Lee Fisher enjoys a typically force-of-nature show from folk outfit Stick In The Wheel
It’s been a long time since Stick In The Wheel came to Tyneside and despite recent circumstances, they’ve been busy collaborating, innovating and pushing numerous envelopes. Nicola Kearey is on fine sardonic form tonight, provocatively pronouncing folk music a dead genre in the first few minutes of the gig. The opening songs were performed by just Kearey and Ian Carter’s guitar, including a powerful Brisk Lad, but they were joined by their newish live rhythm section for a clap-driven Bedlam and for the rest of the set.

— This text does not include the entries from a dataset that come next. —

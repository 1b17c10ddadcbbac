use serde::de::DeserializeOwned;
use serde::{Deserialize, Serialize};
use thiserror::Error;
use tracing::{error, info};

use crate::ai::prompt::{self, PromptTemplate};
use crate::ai::{AiError, TextGenerator};
use crate::error::ValidationErrors;

#[derive(Error, Debug)]
pub enum FlowError {
    #[error("{0}")]
    Invalid(#[from] ValidationErrors),

    #[error(transparent)]
    Ai(#[from] AiError),
}

/// What a coaching form gets back: a headline message plus either a result or field errors.
#[derive(Debug, Clone, Serialize)]
pub struct FlowOutcome<T> {
    pub message: String,
    pub result: Option<T>,
    pub errors: Option<ValidationErrors>,
}

impl<T> FlowOutcome<T> {
    pub fn is_success(&self) -> bool {
        self.result.is_some()
    }

    /// The outcome of a form that never got past validation.
    pub fn invalid(errors: ValidationErrors) -> Self {
        FlowOutcome {
            message: "Please check the form for errors.".to_string(),
            result: None,
            errors: Some(errors),
        }
    }

    fn from_result(result: Result<T, FlowError>, success: &str) -> Self {
        match result {
            Ok(value) => FlowOutcome {
                message: success.to_string(),
                result: Some(value),
                errors: None,
            },
            Err(FlowError::Invalid(errors)) => FlowOutcome::invalid(errors),
            Err(FlowError::Ai(e)) => FlowOutcome {
                message: format!("An error occurred: {}", e),
                result: None,
                errors: None,
            },
        }
    }
}

trait FlowOutput: DeserializeOwned {
    fn validate(&self) -> Result<(), ValidationErrors>;
}

async fn run_flow<T: FlowOutput>(
    generator: &dyn TextGenerator,
    template: &PromptTemplate,
    vars: &[(&str, &str)],
) -> Result<T, AiError> {
    let text = template.render(vars);
    let reply = generator.generate(&text).await?;

    let json = prompt::extract_json(&reply)
        .ok_or_else(|| AiError::InvalidOutput(format!("{} returned no JSON object", template.name)))?;
    let output: T = serde_json::from_str(json)
        .map_err(|e| AiError::InvalidOutput(format!("{}: {}", template.name, e)))?;
    output
        .validate()
        .map_err(|e| AiError::InvalidOutput(format!("{}: {}", template.name, e)))?;
    Ok(output)
}

fn non_empty(errors: &mut ValidationErrors, field: &str, value: &str) {
    errors.check(!value.trim().is_empty(), field, "must not be empty");
}

// Performance insights

#[derive(Debug, Clone, PartialEq, Serialize, Deserialize)]
pub struct PerformanceInsightsInput {
    pub trading_history: String,
    pub risk_tolerance: String,
    pub investment_goals: String,
}

impl PerformanceInsightsInput {
    pub fn validate(&self) -> Result<(), ValidationErrors> {
        let mut errors = ValidationErrors::new();
        errors.min_len(
            "trading_history",
            &self.trading_history,
            10,
            "Please provide a more detailed trading history.",
        );
        errors.min_len(
            "risk_tolerance",
            &self.risk_tolerance,
            3,
            "Please describe your risk tolerance.",
        );
        errors.min_len(
            "investment_goals",
            &self.investment_goals,
            10,
            "Please describe your investment goals in more detail.",
        );
        errors.into_result()
    }
}

#[derive(Debug, Clone, PartialEq, Serialize, Deserialize)]
#[serde(rename_all = "camelCase")]
pub struct PerformanceInsights {
    pub summary: String,
    pub strengths: String,
    pub weaknesses: String,
    #[serde(alias = "risk_tendencies")]
    pub risk_tendencies: String,
    pub habits: String,
    pub recommendations: String,
}

impl FlowOutput for PerformanceInsights {
    fn validate(&self) -> Result<(), ValidationErrors> {
        let mut errors = ValidationErrors::new();
        non_empty(&mut errors, "summary", &self.summary);
        non_empty(&mut errors, "strengths", &self.strengths);
        non_empty(&mut errors, "weaknesses", &self.weaknesses);
        non_empty(&mut errors, "riskTendencies", &self.risk_tendencies);
        non_empty(&mut errors, "habits", &self.habits);
        non_empty(&mut errors, "recommendations", &self.recommendations);
        errors.into_result()
    }
}

pub async fn performance_insights(
    generator: &dyn TextGenerator,
    input: &PerformanceInsightsInput,
) -> Result<PerformanceInsights, FlowError> {
    input.validate()?;
    let insights = run_flow(
        generator,
        &prompt::PERFORMANCE_INSIGHTS,
        &[
            ("tradingHistory", input.trading_history.as_str()),
            ("riskTolerance", input.risk_tolerance.as_str()),
            ("investmentGoals", input.investment_goals.as_str()),
        ],
    )
    .await?;
    Ok(insights)
}

pub async fn analyze_performance(
    generator: &dyn TextGenerator,
    input: &PerformanceInsightsInput,
) -> FlowOutcome<PerformanceInsights> {
    let result = performance_insights(generator, input).await;
    match &result {
        Ok(_) => info!("Performance insights generated"),
        Err(e) => error!("Performance insights failed: {}", e),
    }
    FlowOutcome::from_result(result, "Successfully generated insights.")
}

// Trade-planning recommendations

#[derive(Debug, Clone, PartialEq, Serialize, Deserialize)]
pub struct TradePlanningRecommendationsInput {
    pub user_profile: String,
    pub historical_data: String,
}

impl TradePlanningRecommendationsInput {
    pub fn validate(&self) -> Result<(), ValidationErrors> {
        let mut errors = ValidationErrors::new();
        errors.min_len(
            "user_profile",
            &self.user_profile,
            10,
            "Please provide a more detailed user profile.",
        );
        errors.min_len(
            "historical_data",
            &self.historical_data,
            10,
            "Please provide more detailed historical data.",
        );
        errors.into_result()
    }
}

#[derive(Debug, Clone, PartialEq, Serialize, Deserialize)]
pub struct TradePlanningRecommendations {
    pub recommendations: String,
}

impl FlowOutput for TradePlanningRecommendations {
    fn validate(&self) -> Result<(), ValidationErrors> {
        let mut errors = ValidationErrors::new();
        non_empty(&mut errors, "recommendations", &self.recommendations);
        errors.into_result()
    }
}

pub async fn trade_planning_recommendations(
    generator: &dyn TextGenerator,
    input: &TradePlanningRecommendationsInput,
) -> Result<TradePlanningRecommendations, FlowError> {
    input.validate()?;
    let recs = run_flow(
        generator,
        &prompt::TRADE_PLANNING_RECOMMENDATIONS,
        &[
            ("userProfile", input.user_profile.as_str()),
            ("historicalData", input.historical_data.as_str()),
        ],
    )
    .await?;
    Ok(recs)
}

pub async fn get_recommendations(
    generator: &dyn TextGenerator,
    input: &TradePlanningRecommendationsInput,
) -> FlowOutcome<TradePlanningRecommendations> {
    let result = trade_planning_recommendations(generator, input).await;
    match &result {
        Ok(_) => info!("Trade planning recommendations generated"),
        Err(e) => error!("Trade planning recommendations failed: {}", e),
    }
    FlowOutcome::from_result(result, "Successfully generated recommendations.")
}

#[cfg(test)]
mod tests {
    use super::*;
    use crate::test_helpers::CannedGenerator;

    fn insights_input() -> PerformanceInsightsInput {
        PerformanceInsightsInput {
            trading_history: "30 BTC trades, mostly longs, 55% win rate".to_string(),
            risk_tolerance: "medium".to_string(),
            investment_goals: "steady growth with small drawdowns".to_string(),
        }
    }

    const INSIGHTS_REPLY: &str = r#"{
        "summary": "Profitable but inconsistent.",
        "strengths": "Cuts losers quickly.",
        "weaknesses": "Oversizes after wins.",
        "riskTendencies": "Risk creeps up on streaks.",
        "habits": "Trades the New York open.",
        "recommendations": "Fix risk at 1% per trade."
    }"#;

    #[tokio::test]
    async fn insights_happy_path() {
        let generator = CannedGenerator::new(INSIGHTS_REPLY);
        let outcome = analyze_performance(&generator, &insights_input()).await;
        assert!(outcome.is_success());
        assert_eq!(outcome.message, "Successfully generated insights.");
        let insights = outcome.result.unwrap();
        assert_eq!(insights.risk_tendencies, "Risk creeps up on streaks.");

        let prompt = generator.last_prompt().unwrap();
        assert!(prompt.contains("Risk Tolerance: medium"));
        assert!(prompt.contains("- riskTendencies: "));
    }

    #[tokio::test]
    async fn short_inputs_never_reach_the_generator() {
        let generator = CannedGenerator::new(INSIGHTS_REPLY);
        let input = PerformanceInsightsInput {
            trading_history: "few".to_string(),
            risk_tolerance: "hi".to_string(),
            investment_goals: "money".to_string(),
        };
        let outcome = analyze_performance(&generator, &input).await;
        assert_eq!(outcome.message, "Please check the form for errors.");
        let errors = outcome.errors.unwrap();
        assert_eq!(errors.fields().len(), 3);
        assert_eq!(
            errors.get("risk_tolerance"),
            ["Please describe your risk tolerance.".to_string()]
        );
        assert!(generator.last_prompt().is_none());
    }

    #[test]
    fn padded_input_counts_its_whitespace() {
        let input = PerformanceInsightsInput {
            investment_goals: "  growth    ".to_string(),
            ..insights_input()
        };
        assert!(input.validate().is_ok());
    }

    #[tokio::test]
    async fn missing_output_field_is_an_error() {
        let generator = CannedGenerator::new(r#"{"summary": "ok"}"#);
        let outcome = analyze_performance(&generator, &insights_input()).await;
        assert!(!outcome.is_success());
        assert!(outcome.message.starts_with("An error occurred: "));
        assert!(outcome.errors.is_none());
    }

    #[tokio::test]
    async fn blank_output_field_is_an_error() {
        let generator = CannedGenerator::new(r#"{"recommendations": "   "}"#);
        let input = TradePlanningRecommendationsInput {
            user_profile: "swing trader, low risk".to_string(),
            historical_data: "12 trades, 7 wins".to_string(),
        };
        let err = trade_planning_recommendations(&generator, &input)
            .await
            .unwrap_err();
        assert!(matches!(err, FlowError::Ai(AiError::InvalidOutput(_))));
    }

    #[tokio::test]
    async fn recommendations_from_fenced_reply() {
        let generator = CannedGenerator::new(
            "```json\n{\"recommendations\": \"Trade the 4h trend, risk 1%.\"}\n```",
        );
        let input = TradePlanningRecommendationsInput {
            user_profile: "swing trader, low risk".to_string(),
            historical_data: "12 trades, 7 wins".to_string(),
        };
        let outcome = get_recommendations(&generator, &input).await;
        assert_eq!(outcome.message, "Successfully generated recommendations.");
        assert_eq!(
            outcome.result.unwrap().recommendations,
            "Trade the 4h trend, risk 1%."
        );
    }

    #[tokio::test]
    async fn generator_failure_surfaces_its_message() {
        let generator = CannedGenerator::failing();
        let input = TradePlanningRecommendationsInput {
            user_profile: "swing trader, low risk".to_string(),
            historical_data: "12 trades, 7 wins".to_string(),
        };
        let outcome = get_recommendations(&generator, &input).await;
        assert_eq!(
            outcome.message,
            "An error occurred: API error 503: service unavailable"
        );
    }
}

In a two-half performance, the band dipped into their back catalogue for songs like Fake Away, included some deep cuts like Robot and a took lot of tunes from their last ‘full’ album, Hold Fast – including Top Knot, Villon Song and a furious Budg & Snudg that came on like a demonic cockney knees up. The addition of the rhythm section for gigs is an excellent move, George Hoyle on bass and Siân Monaghan on drums bringing subtlety where needed and power too, and Carter is becoming increasingly exploratory in his guitar playing. Meanwhile Kearey is front and centre, a force of nature, by turns funny and intense in her chat, heartbreaking and defiant in her vocals. I’ve said this many times, I know, but Stick In The Wheel are constantly evolving and mutating from their position as the finest new folk outfit in the land into something even more powerful, more unusual, more essential.